*** Opening Records supplied ***
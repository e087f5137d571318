//! Proxies owned by a script runtime
//!
//! The engine holds proxy objects only weakly. This store records which
//! handles this runtime still owns, so each pair is reported destroyed from
//! the script side at most once, and never by a runtime that does not own
//! it. Only ever touched from the runtime's own thread.

use std::collections::HashSet;
use tether_core::Handle;

#[derive(Debug, Default)]
pub(crate) struct ProxyStore {
    owned: HashSet<Handle>,
}

impl ProxyStore {
    pub fn insert(&mut self, handle: Handle) {
        let fresh = self.owned.insert(handle);
        debug_assert!(fresh, "proxy for {handle} stored twice");
    }

    /// Forget `handle`. Returns `false` if this runtime did not own it.
    pub fn remove(&mut self, handle: Handle) -> bool {
        self.owned.remove(&handle)
    }

    pub fn contains(&self, handle: Handle) -> bool {
        self.owned.contains(&handle)
    }

    pub fn len(&self) -> usize {
        self.owned.len()
    }

    /// Every owned handle, oldest first.
    pub fn handles(&self) -> Vec<Handle> {
        let mut handles: Vec<Handle> = self.owned.iter().copied().collect();
        handles.sort_unstable();
        handles
    }
}

#[cfg(test)]
mod tests {
    use super::*;

    fn handle(raw: u64) -> Handle {
        Handle::from_raw(raw).unwrap()
    }

    #[test]
    fn test_remove_reports_ownership_once() {
        let mut store = ProxyStore::default();
        store.insert(handle(2));
        store.insert(handle(1));

        assert_eq!(store.handles(), vec![handle(1), handle(2)]);
        assert!(store.remove(handle(2)));
        assert!(!store.remove(handle(2)));
        assert!(!store.remove(handle(7)));
        assert_eq!(store.len(), 1);
    }
}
*** Closing Records supplied ***
Transcribe all of the entries without alteration.

repository e087f5137d571318
//! Proxies owned by a script runtime
//!
//! The engine holds proxy objects only weakly. This store records which
//! handles this runtime still owns, so each pair is reported destroyed from
//! the script side at most once, and never by a runtime that does not own
//! it. Only ever touched from the runtime's own thread.

use std::collections::HashSet;
use tether_core::Handle;

#[derive(Debug, Default)]
pub(crate) struct ProxyStore {
    owned: HashSet<Handle>,
}

impl ProxyStore {
    pub fn insert(&mut self, handle: Handle) {
        let fresh = self.owned.insert(handle);
        debug_assert!(fresh, "proxy for {handle} stored twice");
    }

    /// Forget `handle`. Returns `false` if this runtime did not own it.
    pub fn remove(&mut self, handle: Handle) -> bool {
        self.owned.remove(&handle)
    }

    pub fn contains(&self, handle: Handle) -> bool {
        self.owned.contains(&handle)
    }

    pub fn len(&self) -> usize {
        self.owned.len()
    }

    /// Every owned handle, oldest first.
    pub fn handles(&self) -> Vec<Handle> {
        let mut handles: Vec<Handle> = self.owned.iter().copied().collect();
        handles.sort_unstable();
        handles
    }
}

#[cfg(test)]
mod tests {
    use super::*;

    fn handle(raw: u64) -> Handle {
        Handle::from_raw(raw).unwrap()
    }

    #[test]
    fn test_remove_reports_ownership_once() {
        let mut store = ProxyStore::default();
        store.insert(handle(2));
        store.insert(handle(1));

        assert_eq!(store.handles(), vec![handle(1), handle(2)]);
        assert!(store.remove(handle(2)));
        assert!(!store.remove(handle(2)));
        assert!(!store.remove(handle(7)));
        assert_eq!(store.len(), 1);
    }
}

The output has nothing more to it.